//! Common ID Types
//!
//! Type-safe UUID wrappers. The marker parameter keeps a principal id from
//! being passed where a session id is expected.

use std::fmt;
use std::marker::PhantomData;
use std::str::FromStr;

use uuid::Uuid;

/// Generic typed ID wrapper
///
/// ```
/// use kernel::id::{Id, markers};
/// type PrincipalId = Id<markers::Principal>;
///
/// let id = PrincipalId::new();
/// let parsed: PrincipalId = id.to_string().parse().unwrap();
/// assert_eq!(id, parsed);
/// ```
pub struct Id<T> {
    value: Uuid,
    _marker: PhantomData<fn() -> T>,
}

impl<T> Id<T> {
    /// New random ID (UUID v4)
    pub fn new() -> Self {
        Self::from_uuid(Uuid::new_v4())
    }

    pub fn from_uuid(uuid: Uuid) -> Self {
        Self {
            value: uuid,
            _marker: PhantomData,
        }
    }

    pub fn as_uuid(&self) -> &Uuid {
        &self.value
    }

    pub fn into_uuid(self) -> Uuid {
        self.value
    }
}

// Manual impls: derives would require `T: Clone`, `T: PartialEq`, ...
impl<T> Clone for Id<T> {
    fn clone(&self) -> Self {
        *self
    }
}

impl<T> Copy for Id<T> {}

impl<T> PartialEq for Id<T> {
    fn eq(&self, other: &Self) -> bool {
        self.value == other.value
    }
}

impl<T> Eq for Id<T> {}

impl<T> std::hash::Hash for Id<T> {
    fn hash<H: std::hash::Hasher>(&self, state: &mut H) {
        self.value.hash(state);
    }
}

impl<T> Default for Id<T> {
    fn default() -> Self {
        Self::new()
    }
}

impl<T> fmt::Debug for Id<T> {
    fn fmt(&self, f: &mut fmt::Formatter<'_>) -> fmt::Result {
        write!(f, "Id({})", self.value)
    }
}

impl<T> fmt::Display for Id<T> {
    fn fmt(&self, f: &mut fmt::Formatter<'_>) -> fmt::Result {
        write!(f, "{}", self.value)
    }
}

impl<T> FromStr for Id<T> {
    type Err = uuid::Error;

    fn from_str(s: &str) -> Result<Self, Self::Err> {
        Uuid::parse_str(s).map(Self::from_uuid)
    }
}

impl<T> From<Uuid> for Id<T> {
    fn from(uuid: Uuid) -> Self {
        Self::from_uuid(uuid)
    }
}

impl<T> From<Id<T>> for Uuid {
    fn from(id: Id<T>) -> Self {
        id.value
    }
}

/// Marker types for entity IDs
pub mod markers {
    /// An authenticatable identity in some guard
    pub struct Principal;

    /// A server-side login session
    pub struct Session;
}

pub type PrincipalId = Id<markers::Principal>;
pub type SessionId = Id<markers::Session>;
//! Principal Observer
//!
//! Every principal write of the workflows goes through here so the
//! secret- and email-change side effects cannot be skipped.
//!
//! Before the write:
//! - email changed: `email_verified_at` is cleared
//! - password changed: the remember token is cycled
//!
//! After the write commits (never rolled back):
//! - email changed: verification link, reset token of the old address
//!   revoked, password-init link when the principal has no password
//! - password changed: every other session ends

use kernel::id::SessionId;

use crate::application::services::{AuthCache, AuthServices};
use crate::domain::entity::principal::Principal;
use crate::domain::repository::AuthRepository;
use crate::error::AuthResult;

impl<R: AuthRepository, C: AuthCache> AuthServices<R, C> {
    /// Persist a new principal
    pub async fn create_principal(&self, principal: &Principal) -> AuthResult<()> {
        self.repo.insert_principal(principal).await?;

        tracing::info!(
            principal_id = %principal.id,
            guard = %principal.guard,
            "Principal created"
        );

        self.send_password_init(principal).await?;
        Ok(())
    }

    /// Persist changes of `updated` relative to `original`
    ///
    /// ## Arguments
    /// * `original` - the principal as read before the change
    /// * `updated` - the changed principal
    /// * `current_session` - session kept alive on a password change
    pub async fn save_principal(
        &self,
        original: &Principal,
        mut updated: Principal,
        current_session: Option<SessionId>,
    ) -> AuthResult<Principal> {
        let email_changed = updated.email_differs_from(original);
        let password_changed = updated.password_differs_from(original);

        if email_changed {
            updated.email_verified_at = None;
        }
        if password_changed {
            self.remember.cycle(&mut updated);
        }

        self.repo.update_principal(&updated).await?;

        if email_changed {
            tracing::info!(principal_id = %updated.id, "Principal email changed");
            self.send_verification_link(&updated);
            if let Some(old) = &original.email {
                self.resets.revoke(&original.guard, old.as_str()).await?;
            }
            self.send_password_init(&updated).await?;
        }

        if password_changed {
            tracing::info!(principal_id = %updated.id, "Principal password changed");
            self.sessions
                .logout_other_devices(updated.id, current_session)
                .await?;
        }

        Ok(updated)
    }

    /// Delete a principal and everything hanging off it
    ///
    /// ## Returns
    /// Whether the principal existed
    pub async fn remove_principal(&self, principal: &Principal) -> AuthResult<bool> {
        let deleted = self
            .repo
            .delete_principal(&principal.guard, principal.id)
            .await?;
        if !deleted {
            return Ok(false);
        }

        self.notifier.purge(principal.id);
        if let Some(email) = &principal.email {
            self.resets.revoke(&principal.guard, email.as_str()).await?;
        }
        self.sessions.logout_other_devices(principal.id, None).await?;

        tracing::info!(
            principal_id = %principal.id,
            guard = %principal.guard,
            "Principal deleted"
        );
        Ok(true)
    }
}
++++
About this task
Every entry above needs to be duplicated exactly.

Solution to this exercise
//! Common ID Types
//!
//! Type-safe UUID wrappers. The marker parameter keeps a principal id from
//! being passed where a session id is expected.

use std::fmt;
use std::marker::PhantomData;
use std::str::FromStr;

use uuid::Uuid;

/// Generic typed ID wrapper
///
/// ```
/// use kernel::id::{Id, markers};
/// type PrincipalId = Id<markers::Principal>;
///
/// let id = PrincipalId::new();
/// let parsed: PrincipalId = id.to_string().parse().unwrap();
/// assert_eq!(id, parsed);
/// ```
pub struct Id<T> {
    value: Uuid,
    _marker: PhantomData<fn() -> T>,
}

impl<T> Id<T> {
    /// New random ID (UUID v4)
    pub fn new() -> Self {
        Self::from_uuid(Uuid::new_v4())
    }

    pub fn from_uuid(uuid: Uuid) -> Self {
        Self {
            value: uuid,
            _marker: PhantomData,
        }
    }

    pub fn as_uuid(&self) -> &Uuid {
        &self.value
    }

    pub fn into_uuid(self) -> Uuid {
        self.value
    }
}

// Manual impls: derives would require `T: Clone`, `T: PartialEq`, ...
impl<T> Clone for Id<T> {
    fn clone(&self) -> Self {
        *self
    }
}

impl<T> Copy for Id<T> {}

impl<T> PartialEq for Id<T> {
    fn eq(&self, other: &Self) -> bool {
        self.value == other.value
    }
}

impl<T> Eq for Id<T> {}

impl<T> std::hash::Hash for Id<T> {
    fn hash<H: std::hash::Hasher>(&self, state: &mut H) {
        self.value.hash(state);
    }
}

impl<T> Default for Id<T> {
    fn default() -> Self {
        Self::new()
    }
}

impl<T> fmt::Debug for Id<T> {
    fn fmt(&self, f: &mut fmt::Formatter<'_>) -> fmt::Result {
        write!(f, "Id({})", self.value)
    }
}

impl<T> fmt::Display for Id<T> {
    fn fmt(&self, f: &mut fmt::Formatter<'_>) -> fmt::Result {
        write!(f, "{}", self.value)
    }
}

impl<T> FromStr for Id<T> {
    type Err = uuid::Error;

    fn from_str(s: &str) -> Result<Self, Self::Err> {
        Uuid::parse_str(s).map(Self::from_uuid)
    }
}

impl<T> From<Uuid> for Id<T> {
    fn from(uuid: Uuid) -> Self {
        Self::from_uuid(uuid)
    }
}

impl<T> From<Id<T>> for Uuid {
    fn from(id: Id<T>) -> Self {
        id.value
    }
}

/// Marker types for entity IDs
pub mod markers {
    /// An authenticatable identity in some guard
    pub struct Principal;

    /// A server-side login session
    pub struct Session;
}

pub type PrincipalId = Id<markers::Principal>;
pub type SessionId = Id<markers::Session>;
//! Principal Observer
//!
//! Every principal write of the workflows goes through here so the
//! secret- and email-change side effects cannot be skipped.
//!
//! Before the write:
//! - email changed: `email_verified_at` is cleared
//! - password changed: the remember token is cycled
//!
//! After the write commits (never rolled back):
//! - email changed: verification link, reset token of the old address
//!   revoked, password-init link when the principal has no password
//! - password changed: every other session ends

use kernel::id::SessionId;

use crate::application::services::{AuthCache, AuthServices};
use crate::domain::entity::principal::Principal;
use crate::domain::repository::AuthRepository;
use crate::error::AuthResult;

impl<R: AuthRepository, C: AuthCache> AuthServices<R, C> {
    /// Persist a new principal
    pub async fn create_principal(&self, principal: &Principal) -> AuthResult<()> {
        self.repo.insert_principal(principal).await?;

        tracing::info!(
            principal_id = %principal.id,
            guard = %principal.guard,
            "Principal created"
        );

        self.send_password_init(principal).await?;
        Ok(())
    }

    /// Persist changes of `updated` relative to `original`
    ///
    /// ## Arguments
    /// * `original` - the principal as read before the change
    /// * `updated` - the changed principal
    /// * `current_session` - session kept alive on a password change
    pub async fn save_principal(
        &self,
        original: &Principal,
        mut updated: Principal,
        current_session: Option<SessionId>,
    ) -> AuthResult<Principal> {
        let email_changed = updated.email_differs_from(original);
        let password_changed = updated.password_differs_from(original);

        if email_changed {
            updated.email_verified_at = None;
        }
        if password_changed {
            self.remember.cycle(&mut updated);
        }

        self.repo.update_principal(&updated).await?;

        if email_changed {
            tracing::info!(principal_id = %updated.id, "Principal email changed");
            self.send_verification_link(&updated);
            if let Some(old) = &original.email {
                self.resets.revoke(&original.guard, old.as_str()).await?;
            }
            self.send_password_init(&updated).await?;
        }

        if password_changed {
            tracing::info!(principal_id = %updated.id, "Principal password changed");
            self.sessions
                .logout_other_devices(updated.id, current_session)
                .await?;
        }

        Ok(updated)
    }

    /// Delete a principal and everything hanging off it
    ///
    /// ## Returns
    /// Whether the principal existed
    pub async fn remove_principal(&self, principal: &Principal) -> AuthResult<bool> {
        let deleted = self
            .repo
            .delete_principal(&principal.guard, principal.id)
            .await?;
        if !deleted {
            return Ok(false);
        }

        self.notifier.purge(principal.id);
        if let Some(email) = &principal.email {
            self.resets.revoke(&principal.guard, email.as_str()).await?;
        }
        self.sessions.logout_other_devices(principal.id, None).await?;

        tracing::info!(
            principal_id = %principal.id,
            guard = %principal.guard,
            "Principal deleted"
        );
        Ok(true)
    }
}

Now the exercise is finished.